THE PROBLEM:
Carry over every entry exactly as it appears in the records.
+ + + + +
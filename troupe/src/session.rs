//! Session coordination.
//!
//! One session is one bounded exchange: the coordinator decorates the
//! opening message with the roster's termination instruction, hands the
//! roster and round cap to the engine, and returns the result unmodified.
//! Engine failures cross this module untouched. Calls are serialized by
//! construction; a new session only starts after the previous call returns.

use std::fmt;
use std::sync::Arc;

use serde::{Deserialize, Serialize};
use uuid::Uuid;

use crate::agent::AgentSet;
use crate::cost::{CostEntry, summarize_cost};
use crate::engine::ChatEngine;
use crate::error::Result;
use crate::message::Message;
use crate::observer::{ChatObserver, NoopObserver};

/// Unique identifier for one session run, used in log lines.
#[derive(Debug, Clone, Copy, PartialEq, Eq, Hash, Serialize, Deserialize)]
#[serde(transparent)]
pub struct SessionId(Uuid);

impl SessionId {
    /// Generate a fresh id.
    #[must_use]
    pub fn new() -> Self {
        Self(Uuid::new_v4())
    }
}

impl Default for SessionId {
    fn default() -> Self {
        Self::new()
    }
}

impl fmt::Display for SessionId {
    fn fmt(&self, f: &mut fmt::Formatter<'_>) -> fmt::Result {
        self.0.fmt(f)
    }
}

/// Why a session ended.
#[derive(Debug, Clone, Copy, PartialEq, Eq, Serialize, Deserialize)]
#[serde(rename_all = "kebab-case")]
pub enum TerminationReason {
    /// The termination detector saw its sentinel as a message suffix.
    Sentinel,
    /// The round cap was reached first.
    RoundLimit,
}

impl TerminationReason {
    /// String form used in log lines.
    #[must_use]
    pub const fn as_str(&self) -> &'static str {
        match self {
            Self::Sentinel => "sentinel",
            Self::RoundLimit => "round-limit",
        }
    }
}

/// Everything one session run produced. Read-only once constructed.
#[derive(Debug, Clone, Serialize, Deserialize)]
pub struct SessionResult {
    id: SessionId,
    transcript: Vec<Message>,
    cost: Vec<CostEntry>,
    termination: TerminationReason,
}

impl SessionResult {
    /// Assemble a result with a fresh session id.
    #[must_use]
    pub fn new(
        transcript: Vec<Message>,
        cost: Vec<CostEntry>,
        termination: TerminationReason,
    ) -> Self {
        Self {
            id: SessionId::new(),
            transcript,
            cost,
            termination,
        }
    }

    /// The session id.
    #[must_use]
    pub fn id(&self) -> SessionId {
        self.id
    }

    /// Ordered message transcript, opening message first.
    #[must_use]
    pub fn transcript(&self) -> &[Message] {
        &self.transcript
    }

    /// Ordered per-call cost entries. May be empty.
    #[must_use]
    pub fn cost(&self) -> &[CostEntry] {
        &self.cost
    }

    /// Why the session ended.
    #[must_use]
    pub fn termination(&self) -> TerminationReason {
        self.termination
    }

    /// Rounds consumed, opening message included.
    #[must_use]
    pub fn rounds(&self) -> usize {
        self.transcript.len()
    }
}

/// Runs sessions against one engine, with one observer watching every
/// emitted message.
#[derive(Clone)]
pub struct SessionCoordinator {
    engine: Arc<dyn ChatEngine>,
    observer: Arc<dyn ChatObserver>,
}

impl SessionCoordinator {
    /// Coordinator with no observer attached.
    #[must_use]
    pub fn new(engine: Arc<dyn ChatEngine>) -> Self {
        Self {
            engine,
            observer: Arc::new(NoopObserver),
        }
    }

    /// Attach an observer (the message relay, in the UI variant).
    #[must_use]
    pub fn with_observer(mut self, observer: Arc<dyn ChatObserver>) -> Self {
        self.observer = observer;
        self
    }

    /// Run one session to completion.
    ///
    /// The opening message is `initial_message` decorated with the roster's
    /// termination instruction. Blocks until the engine's turn-taking loop
    /// ends; the result is returned exactly as the engine produced it.
    ///
    /// # Errors
    ///
    /// Engine transport/authentication/timeout failures are propagated
    /// unchanged as [`Error::Engine`](crate::Error::Engine).
    pub async fn run_session(
        &self,
        agents: &AgentSet,
        initial_message: &str,
        max_rounds: usize,
    ) -> Result<SessionResult> {
        let opening = Message::user(agents.sentinel().decorate(initial_message));

        tracing::debug!(
            agents = agents.len(),
            max_rounds,
            "starting session"
        );

        let result = self
            .engine
            .run(agents, opening, max_rounds, self.observer.as_ref())
            .await?;

        tracing::info!(
            session = %result.id(),
            rounds = result.rounds(),
            termination = result.termination().as_str(),
            cost = %summarize_cost(result.cost()),
            "session complete"
        );

        Ok(result)
    }
}

impl fmt::Debug for SessionCoordinator {
    fn fmt(&self, f: &mut fmt::Formatter<'_>) -> fmt::Result {
        f.debug_struct("SessionCoordinator")
            .field("engine", &"..")
            .field("observer", &"..")
            .finish()
    }
}

#[cfg(test)]
#[allow(clippy::unwrap_used, clippy::panic)]
mod tests {
    use super::*;
    use crate::agent::AgentSpec;
    use crate::engine::{ScriptedEngine, ScriptedTurn};
    use crate::error::Error;
    use crate::profile::ProfileOverrides;
    use crate::registry::{ModelEntry, ModelRegistry};
    use crate::sentinel::Sentinel;
    use url::Url;

    fn pair() -> AgentSet {
        let registry: ModelRegistry = [ModelEntry::local(
            "mistral",
            "mistral",
            Url::parse("http://0.0.0.0:59991").unwrap(),
        )]
        .into_iter()
        .collect();
        let profile = Arc::new(
            registry
                .build_profile("mistral", ProfileOverrides::none())
                .unwrap(),
        );
        AgentSet::builder()
            .agent(AgentSpec::proxy(
                "UserProxy",
                Arc::clone(&profile),
                Sentinel::terminate(),
            ))
            .agent(AgentSpec::assistant("Assistant", profile))
            .build()
            .unwrap()
    }

    #[tokio::test]
    async fn opening_message_carries_termination_notice() {
        let engine: ScriptedEngine = [ScriptedTurn::new("Assistant", "done TERMINATE")]
            .into_iter()
            .collect();
        let coordinator = SessionCoordinator::new(Arc::new(engine));

        let result = coordinator
            .run_session(&pair(), "Tell me a joke.", 10)
            .await
            .unwrap();

        let opening = &result.transcript()[0];
        assert!(opening.content.starts_with("Tell me a joke.\n\n"));
        assert!(opening.content.contains("then say TERMINATE"));
        assert_eq!(result.termination(), TerminationReason::Sentinel);
    }

    #[tokio::test]
    async fn engine_failure_propagates_unchanged() {
        use crate::error::{EngineError, EngineErrorKind};

        let coordinator = SessionCoordinator::new(Arc::new(ScriptedEngine::failing(
            EngineError::transport("connection refused"),
        )));

        let err = coordinator
            .run_session(&pair(), "hello", 10)
            .await
            .unwrap_err();
        let Error::Engine(engine_err) = err else {
            panic!("expected engine error, got {err}");
        };
        assert_eq!(engine_err.kind, EngineErrorKind::Transport);
        assert_eq!(engine_err.message, "connection refused");
    }

    #[tokio::test]
    async fn sequential_sessions_reuse_one_roster() {
        let agents = pair();
        let engine: ScriptedEngine = [ScriptedTurn::new("Assistant", "ok TERMINATE")]
            .into_iter()
            .collect();
        let coordinator = SessionCoordinator::new(Arc::new(engine));

        let first = coordinator.run_session(&agents, "one", 10).await.unwrap();
        let second = coordinator.run_session(&agents, "two", 10).await.unwrap();

        assert_ne!(first.id(), second.id());
        assert_eq!(second.transcript()[0].content.lines().next(), Some("two"));
    }
}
+ + + + +
ANSWER FOR THE TASK:
filename troupe/src/session.rs
//! Session coordination.
//!
//! One session is one bounded exchange: the coordinator decorates the
//! opening message with the roster's termination instruction, hands the
//! roster and round cap to the engine, and returns the result unmodified.
//! Engine failures cross this module untouched. Calls are serialized by
//! construction; a new session only starts after the previous call returns.

use std::fmt;
use std::sync::Arc;

use serde::{Deserialize, Serialize};
use uuid::Uuid;

use crate::agent::AgentSet;
use crate::cost::{CostEntry, summarize_cost};
use crate::engine::ChatEngine;
use crate::error::Result;
use crate::message::Message;
use crate::observer::{ChatObserver, NoopObserver};

/// Unique identifier for one session run, used in log lines.
#[derive(Debug, Clone, Copy, PartialEq, Eq, Hash, Serialize, Deserialize)]
#[serde(transparent)]
pub struct SessionId(Uuid);

impl SessionId {
    /// Generate a fresh id.
    #[must_use]
    pub fn new() -> Self {
        Self(Uuid::new_v4())
    }
}

impl Default for SessionId {
    fn default() -> Self {
        Self::new()
    }
}

impl fmt::Display for SessionId {
    fn fmt(&self, f: &mut fmt::Formatter<'_>) -> fmt::Result {
        self.0.fmt(f)
    }
}

/// Why a session ended.
#[derive(Debug, Clone, Copy, PartialEq, Eq, Serialize, Deserialize)]
#[serde(rename_all = "kebab-case")]
pub enum TerminationReason {
    /// The termination detector saw its sentinel as a message suffix.
    Sentinel,
    /// The round cap was reached first.
    RoundLimit,
}

impl TerminationReason {
    /// String form used in log lines.
    #[must_use]
    pub const fn as_str(&self) -> &'static str {
        match self {
            Self::Sentinel => "sentinel",
            Self::RoundLimit => "round-limit",
        }
    }
}

/// Everything one session run produced. Read-only once constructed.
#[derive(Debug, Clone, Serialize, Deserialize)]
pub struct SessionResult {
    id: SessionId,
    transcript: Vec<Message>,
    cost: Vec<CostEntry>,
    termination: TerminationReason,
}

impl SessionResult {
    /// Assemble a result with a fresh session id.
    #[must_use]
    pub fn new(
        transcript: Vec<Message>,
        cost: Vec<CostEntry>,
        termination: TerminationReason,
    ) -> Self {
        Self {
            id: SessionId::new(),
            transcript,
            cost,
            termination,
        }
    }

    /// The session id.
    #[must_use]
    pub fn id(&self) -> SessionId {
        self.id
    }

    /// Ordered message transcript, opening message first.
    #[must_use]
    pub fn transcript(&self) -> &[Message] {
        &self.transcript
    }

    /// Ordered per-call cost entries. May be empty.
    #[must_use]
    pub fn cost(&self) -> &[CostEntry] {
        &self.cost
    }

    /// Why the session ended.
    #[must_use]
    pub fn termination(&self) -> TerminationReason {
        self.termination
    }

    /// Rounds consumed, opening message included.
    #[must_use]
    pub fn rounds(&self) -> usize {
        self.transcript.len()
    }
}

/// Runs sessions against one engine, with one observer watching every
/// emitted message.
#[derive(Clone)]
pub struct SessionCoordinator {
    engine: Arc<dyn ChatEngine>,
    observer: Arc<dyn ChatObserver>,
}

impl SessionCoordinator {
    /// Coordinator with no observer attached.
    #[must_use]
    pub fn new(engine: Arc<dyn ChatEngine>) -> Self {
        Self {
            engine,
            observer: Arc::new(NoopObserver),
        }
    }

    /// Attach an observer (the message relay, in the UI variant).
    #[must_use]
    pub fn with_observer(mut self, observer: Arc<dyn ChatObserver>) -> Self {
        self.observer = observer;
        self
    }

    /// Run one session to completion.
    ///
    /// The opening message is `initial_message` decorated with the roster's
    /// termination instruction. Blocks until the engine's turn-taking loop
    /// ends; the result is returned exactly as the engine produced it.
    ///
    /// # Errors
    ///
    /// Engine transport/authentication/timeout failures are propagated
    /// unchanged as [`Error::Engine`](crate::Error::Engine).
    pub async fn run_session(
        &self,
        agents: &AgentSet,
        initial_message: &str,
        max_rounds: usize,
    ) -> Result<SessionResult> {
        let opening = Message::user(agents.sentinel().decorate(initial_message));

        tracing::debug!(
            agents = agents.len(),
            max_rounds,
            "starting session"
        );

        let result = self
            .engine
            .run(agents, opening, max_rounds, self.observer.as_ref())
            .await?;

        tracing::info!(
            session = %result.id(),
            rounds = result.rounds(),
            termination = result.termination().as_str(),
            cost = %summarize_cost(result.cost()),
            "session complete"
        );

        Ok(result)
    }
}

impl fmt::Debug for SessionCoordinator {
    fn fmt(&self, f: &mut fmt::Formatter<'_>) -> fmt::Result {
        f.debug_struct("SessionCoordinator")
            .field("engine", &"..")
            .field("observer", &"..")
            .finish()
    }
}

#[cfg(test)]
#[allow(clippy::unwrap_used, clippy::panic)]
mod tests {
    use super::*;
    use crate::agent::AgentSpec;
    use crate::engine::{ScriptedEngine, ScriptedTurn};
    use crate::error::Error;
    use crate::profile::ProfileOverrides;
    use crate::registry::{ModelEntry, ModelRegistry};
    use crate::sentinel::Sentinel;
    use url::Url;

    fn pair() -> AgentSet {
        let registry: ModelRegistry = [ModelEntry::local(
            "mistral",
            "mistral",
            Url::parse("http://0.0.0.0:59991").unwrap(),
        )]
        .into_iter()
        .collect();
        let profile = Arc::new(
            registry
                .build_profile("mistral", ProfileOverrides::none())
                .unwrap(),
        );
        AgentSet::builder()
            .agent(AgentSpec::proxy(
                "UserProxy",
                Arc::clone(&profile),
                Sentinel::terminate(),
            ))
            .agent(AgentSpec::assistant("Assistant", profile))
            .build()
            .unwrap()
    }

    #[tokio::test]
    async fn opening_message_carries_termination_notice() {
        let engine: ScriptedEngine = [ScriptedTurn::new("Assistant", "done TERMINATE")]
            .into_iter()
            .collect();
        let coordinator = SessionCoordinator::new(Arc::new(engine));

        let result = coordinator
            .run_session(&pair(), "Tell me a joke.", 10)
            .await
            .unwrap();

        let opening = &result.transcript()[0];
        assert!(opening.content.starts_with("Tell me a joke.\n\n"));
        assert!(opening.content.contains("then say TERMINATE"));
        assert_eq!(result.termination(), TerminationReason::Sentinel);
    }

    #[tokio::test]
    async fn engine_failure_propagates_unchanged() {
        use crate::error::{EngineError, EngineErrorKind};

        let coordinator = SessionCoordinator::new(Arc::new(ScriptedEngine::failing(
            EngineError::transport("connection refused"),
        )));

        let err = coordinator
            .run_session(&pair(), "hello", 10)
            .await
            .unwrap_err();
        let Error::Engine(engine_err) = err else {
            panic!("expected engine error, got {err}");
        };
        assert_eq!(engine_err.kind, EngineErrorKind::Transport);
        assert_eq!(engine_err.message, "connection refused");
    }

    #[tokio::test]
    async fn sequential_sessions_reuse_one_roster() {
        let agents = pair();
        let engine: ScriptedEngine = [ScriptedTurn::new("Assistant", "ok TERMINATE")]
            .into_iter()
            .collect();
        let coordinator = SessionCoordinator::new(Arc::new(engine));

        let first = coordinator.run_session(&agents, "one", 10).await.unwrap();
        let second = coordinator.run_session(&agents, "two", 10).await.unwrap();

        assert_ne!(first.id(), second.id());
        assert_eq!(second.transcript()[0].content.lines().next(), Some("two"));
    }
}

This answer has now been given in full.